It’s a fair while since I last did a ‘Global Cinema’ feature. For some reason I got a bit stuck on Cameroon and have ended up recycling an older review that I think I put up at some point, but not as its own post. Anyway, it’s a worthwhile film (like anything by Kim Longinotto) and while an indigenous production may have been more interesting, it’s not exactly a country with a widely distributed cinematic output.
Republic of Cameroon (aka République du Cameroun)
population 26,546,000 | capital Yaoundé (1.8m) | largest cities Douala (1.9m), Yaoundé, Bafoussam (800k), Bamenda (270k), Garoua (236k) | area 475,442 km2 | religion Christianity (71%), Islam (24%) | official language English, French (français) | major ethnicity Cameroon Highlanders (31%), Equatorial Bantu (19%), Kirdi (11%), Fulani (10%) | currency Central African CFA franc (FCFA) [XAF] | internet .cm
A West-Central African country, bordered by Nigeria, Chad, the Central African Republic (inland) and Equatorial Guinea, Gabon and the Republic on the Congo, it opens onto the Gulf of Guinea at the Bight of Biafra (or Bonny), though most of the country sits inland. The area was first settled in the Neolithic era and its longest continuous inhabitants are the Baka (pygmies). Indigenous inhabitants of the Lake Chad region founded the Sao culture around 500 CE, leading to the Kanem then Bornu Empire. The earliest Europeans to arrive were the Portuguese in 1472, who noticed shrimps in the Wouri River and called it Rio dos Camarões, leading to the English name Cameroon. The Germans were the earliest to stake a claim in 1884, but after World War I, it was taken over by the League of Nations and split between French and much smaller British territories (the latter administered from Nigeria). France outlawed the independence party UPC in 1955, leading to a guerrilla war that eventuated in independence under Ahmadou Ahidjo in 1960, while the Southern Cameroons (under British rule) also voted for independence and joined with the formerly French state on 1 October 1961. Ahidjo stepped down in 1982 and passed power to Paul Biya who remains President (the longest-ruling non-royal world leader). A territorial dispute with Nigeria over the oil-rich Bakassi peninsula was resolved in Cameroon’s favour in 2006. Separatists in the formerly British territories continue to agitate for independence as Ambazonia.

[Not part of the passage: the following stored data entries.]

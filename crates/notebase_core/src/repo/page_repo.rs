//! Page repository contracts and SQLite implementation.
//!
//! # Responsibility
//! - Persist page rows and answer parent-pointer lookups for tree checks.
//! - Own the explicit subtree delete and the page-with-blocks bulk insert.
//!
//! # Invariants
//! - Listing is deterministic: `created_at ASC, rowid ASC`.
//! - Subtree deletes remove blocks before pages inside one transaction.
//! - Cycle checks are the service's job; this layer writes what it is given.
//!   [`PageRepository::in_write_transaction`] lets the service run its checks
//!   and the write as one unit.

use super::block_repo::{insert_block_row, page_row_exists};
use super::{ensure_connection_ready, parse_uuid, RepoError, RepoResult};
use crate::model::block::BlockSeed;
use crate::model::page::{NewPage, Page, PageId, PagePatch, DEFAULT_PAGE_TITLE};
use crate::model::FieldUpdate;
use crate::service::tree_integrity::ParentLookup;
use rusqlite::types::Value;
use rusqlite::{
    params, params_from_iter, Connection, OptionalExtension, Row, Transaction,
    TransactionBehavior,
};
use std::collections::{HashSet, VecDeque};
use uuid::Uuid;

const PAGE_SELECT_SQL: &str = "SELECT
    page_uuid,
    title,
    icon,
    parent_uuid,
    user_id,
    created_at,
    updated_at
FROM pages";

/// Listing scope for pages.
#[derive(Debug, Clone, Copy, PartialEq, Eq, Default)]
pub enum PageFilter {
    #[default]
    All,
    /// Pages without a parent.
    Roots,
    /// Direct children of one page.
    ChildrenOf(PageId),
}

/// Rows removed by a subtree delete.
#[derive(Debug, Clone, Copy, PartialEq, Eq, Default)]
pub struct CascadeDeleteReport {
    pub pages: usize,
    pub blocks: usize,
}

/// Repository interface for page operations.
pub trait PageRepository: ParentLookup<Error = RepoError> {
    fn create_page(&self, page: &NewPage) -> RepoResult<Page>;
    fn get_page(&self, page_id: PageId) -> RepoResult<Option<Page>>;
    fn page_exists(&self, page_id: PageId) -> RepoResult<bool>;
    fn list_pages(&self, filter: PageFilter) -> RepoResult<Vec<Page>>;
    /// Applies a partial update and returns the stored row.
    fn update_page(&self, page_id: PageId, patch: &PagePatch) -> RepoResult<Page>;
    /// Deletes a page, all its descendants and all their blocks.
    fn delete_page_cascade(&self, page_id: PageId) -> RepoResult<CascadeDeleteReport>;
    /// Inserts one page plus its blocks atomically.
    fn create_page_with_blocks(&self, page: &NewPage, blocks: &[BlockSeed]) -> RepoResult<Page>;
    /// Runs `work` in one write transaction. `Ok` commits; `Err` rolls back.
    ///
    /// `work` must not call the methods above that open their own transaction.
    fn in_write_transaction<T, E, F>(&self, work: F) -> Result<T, E>
    where
        E: From<RepoError>,
        F: FnOnce() -> Result<T, E>;
}

/// SQLite-backed page repository.
pub struct SqlitePageRepository<'conn> {
    conn: &'conn Connection,
}

impl<'conn> SqlitePageRepository<'conn> {
    /// Creates repository from migrated connection.
    pub fn try_new(conn: &'conn Connection) -> RepoResult<Self> {
        ensure_connection_ready(
            conn,
            "pages",
            &[
                "page_uuid",
                "title",
                "icon",
                "parent_uuid",
                "user_id",
                "created_at",
                "updated_at",
            ],
        )?;
        Ok(Self { conn })
    }
}

impl ParentLookup for SqlitePageRepository<'_> {
    type Error = RepoError;

    fn parent_of(&self, page_id: PageId) -> RepoResult<Option<PageId>> {
        let parent: Option<Option<String>> = self
            .conn
            .query_row(
                "SELECT parent_uuid FROM pages WHERE page_uuid = ?1;",
                [page_id.to_string()],
                |row| row.get(0),
            )
            .optional()?;
        parent
            .flatten()
            .map(|value| parse_uuid(&value, "pages.parent_uuid"))
            .transpose()
    }
}

impl PageRepository for SqlitePageRepository<'_> {
    fn create_page(&self, page: &NewPage) -> RepoResult<Page> {
        let page_id = Uuid::new_v4();
        insert_page_row(self.conn, page_id, page)?;
        load_required_page(self.conn, page_id)
    }

    fn get_page(&self, page_id: PageId) -> RepoResult<Option<Page>> {
        let mut stmt = self
            .conn
            .prepare(&format!("{PAGE_SELECT_SQL} WHERE page_uuid = ?1;"))?;
        let mut rows = stmt.query([page_id.to_string()])?;
        if let Some(row) = rows.next()? {
            return Ok(Some(parse_page_row(row)?));
        }
        Ok(None)
    }

    fn page_exists(&self, page_id: PageId) -> RepoResult<bool> {
        page_row_exists(self.conn, page_id)
    }

    fn list_pages(&self, filter: PageFilter) -> RepoResult<Vec<Page>> {
        let (where_clause, bind_values) = match filter {
            PageFilter::All => ("", Vec::new()),
            PageFilter::Roots => ("WHERE parent_uuid IS NULL", Vec::new()),
            PageFilter::ChildrenOf(parent_id) => (
                "WHERE parent_uuid = ?1",
                vec![Value::Text(parent_id.to_string())],
            ),
        };
        let mut stmt = self.conn.prepare(&format!(
            "{PAGE_SELECT_SQL}
             {where_clause}
             ORDER BY created_at ASC, rowid ASC;"
        ))?;
        let mut rows = stmt.query(params_from_iter(bind_values))?;
        let mut pages = Vec::new();
        while let Some(row) = rows.next()? {
            pages.push(parse_page_row(row)?);
        }
        Ok(pages)
    }

    fn update_page(&self, page_id: PageId, patch: &PagePatch) -> RepoResult<Page> {
        let mut assignments = Vec::new();
        let mut bind_values: Vec<Value> = Vec::new();

        if let Some(title) = &patch.title {
            assignments.push("title = ?");
            bind_values.push(Value::Text(title.clone()));
        }
        if let Some(icon) = patch.icon.as_change() {
            assignments.push("icon = ?");
            bind_values.push(icon.map_or(Value::Null, |value| Value::Text(value.clone())));
        }
        match patch.parent_id {
            FieldUpdate::Keep => {}
            FieldUpdate::Clear => {
                assignments.push("parent_uuid = ?");
                bind_values.push(Value::Null);
            }
            FieldUpdate::Set(parent_id) => {
                assignments.push("parent_uuid = ?");
                bind_values.push(Value::Text(parent_id.to_string()));
            }
        }

        if assignments.is_empty() {
            return load_required_page(self.conn, page_id);
        }

        let sql = format!(
            "UPDATE pages
             SET {},
                 updated_at = (strftime('%s', 'now') * 1000)
             WHERE page_uuid = ?;",
            assignments.join(", ")
        );
        bind_values.push(Value::Text(page_id.to_string()));

        let changed = self.conn.execute(&sql, params_from_iter(bind_values))?;
        if changed == 0 {
            return Err(RepoError::PageNotFound(page_id));
        }
        load_required_page(self.conn, page_id)
    }

    fn delete_page_cascade(&self, page_id: PageId) -> RepoResult<CascadeDeleteReport> {
        let tx = Transaction::new_unchecked(self.conn, TransactionBehavior::Immediate)?;
        if !page_row_exists(&tx, page_id)? {
            return Err(RepoError::PageNotFound(page_id));
        }

        let subtree = collect_subtree_ids(&tx, page_id)?;
        let mut report = CascadeDeleteReport::default();
        for id in &subtree {
            report.blocks += tx.execute(
                "DELETE FROM blocks WHERE page_uuid = ?1;",
                [id.to_string()],
            )?;
        }
        // Deepest pages first so no row ever points at a deleted parent.
        for id in subtree.iter().rev() {
            report.pages += tx.execute(
                "DELETE FROM pages WHERE page_uuid = ?1;",
                [id.to_string()],
            )?;
        }

        tx.commit()?;
        Ok(report)
    }

    fn create_page_with_blocks(&self, page: &NewPage, blocks: &[BlockSeed]) -> RepoResult<Page> {
        let tx = Transaction::new_unchecked(self.conn, TransactionBehavior::Immediate)?;
        let page_id = Uuid::new_v4();
        insert_page_row(&tx, page_id, page)?;
        for seed in blocks {
            insert_block_row(&tx, Uuid::new_v4(), page_id, seed)?;
        }
        tx.commit()?;
        load_required_page(self.conn, page_id)
    }

    fn in_write_transaction<T, E, F>(&self, work: F) -> Result<T, E>
    where
        E: From<RepoError>,
        F: FnOnce() -> Result<T, E>,
    {
        let tx = Transaction::new_unchecked(self.conn, TransactionBehavior::Immediate)
            .map_err(|err| E::from(RepoError::from(err)))?;
        let value = work()?;
        tx.commit().map_err(|err| E::from(RepoError::from(err)))?;
        Ok(value)
    }
}

fn insert_page_row(conn: &Connection, page_id: PageId, page: &NewPage) -> RepoResult<()> {
    if let Some(parent_id) = page.parent_id {
        if !page_row_exists(conn, parent_id)? {
            return Err(RepoError::PageNotFound(parent_id));
        }
    }
    conn.execute(
        "INSERT INTO pages (
            page_uuid,
            title,
            icon,
            parent_uuid,
            user_id
        ) VALUES (?1, ?2, ?3, ?4, ?5);",
        params![
            page_id.to_string(),
            page.title.as_deref().unwrap_or(DEFAULT_PAGE_TITLE),
            page.icon.as_deref(),
            page.parent_id.map(|value| value.to_string()),
            page.user_id,
        ],
    )?;
    Ok(())
}

/// Breadth-first list of `root_id` and all its descendants, root first.
fn collect_subtree_ids(conn: &Connection, root_id: PageId) -> RepoResult<Vec<PageId>> {
    let mut stmt = conn.prepare(
        "SELECT page_uuid
         FROM pages
         WHERE parent_uuid = ?1
         ORDER BY rowid ASC;",
    )?;

    let mut ordered = Vec::new();
    let mut visited = HashSet::from([root_id]);
    let mut queue = VecDeque::from([root_id]);
    while let Some(current) = queue.pop_front() {
        ordered.push(current);
        let mut rows = stmt.query([current.to_string()])?;
        while let Some(row) = rows.next()? {
            let child_text: String = row.get(0)?;
            let child_id = parse_uuid(&child_text, "pages.page_uuid")?;
            if visited.insert(child_id) {
                queue.push_back(child_id);
            }
        }
    }
    Ok(ordered)
}

fn load_required_page(conn: &Connection, page_id: PageId) -> RepoResult<Page> {
    let mut stmt = conn.prepare(&format!("{PAGE_SELECT_SQL} WHERE page_uuid = ?1;"))?;
    let mut rows = stmt.query([page_id.to_string()])?;
    if let Some(row) = rows.next()? {
        return parse_page_row(row);
    }
    Err(RepoError::PageNotFound(page_id))
}

fn parse_page_row(row: &Row<'_>) -> RepoResult<Page> {
    let id_text: String = row.get("page_uuid")?;
    let parent_text: Option<String> = row.get("parent_uuid")?;
    let parent_id = parent_text
        .map(|value| parse_uuid(&value, "pages.parent_uuid"))
        .transpose()?;

    Ok(Page {
        id: parse_uuid(&id_text, "pages.page_uuid")?,
        title: row.get("title")?,
        icon: row.get("icon")?,
        parent_id,
        user_id: row.get("user_id")?,
        created_at: row.get("created_at")?,
        updated_at: row.get("updated_at")?,
    })
}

There is both French and English-language filmmaking in the country (the latter sometimes referred to as Collywood, apparently). Filmmaking didn’t really begin until independence, largely French-taught with filmmakers like Jean-Pierre Dikongué Pipa (who directed Muna Moto in 1975) and a handful of others throughout the 70s and 80s. A few cinemas were even sustained for a time, but now much exhibition tends to happen at mobile cinemas. A film festival began in 2016, though there’s still not a huge international recognition of Cameroon’s filmmaking, hence the film I’ve focused on is a collaboration with a UK documentarian.
Sisters in Law (2005)
Kim Longinotto tells another fascinating story of women in marginalised spaces fighting for rights, this time in Cameroon. There’s clearly a wider picture of a society based on ‘traditional’ values trying to change, or rather being pushed to do so by the strong women of this story (whether those bringing charges of assault, rape and the like, or those defending them or judging their cases). However the film really focuses in on these key four stories and follows them through, and it is in its way, after all the detailed accounts of abuses heard earlier, a heartening one.
CREDITS
Directors/Writers Florence Ayisi and Kim Longinotto; Cinematographer Longinotto; Length 104 minutes.
Seen at home (DVD), London, Wednesday 18 May 2016.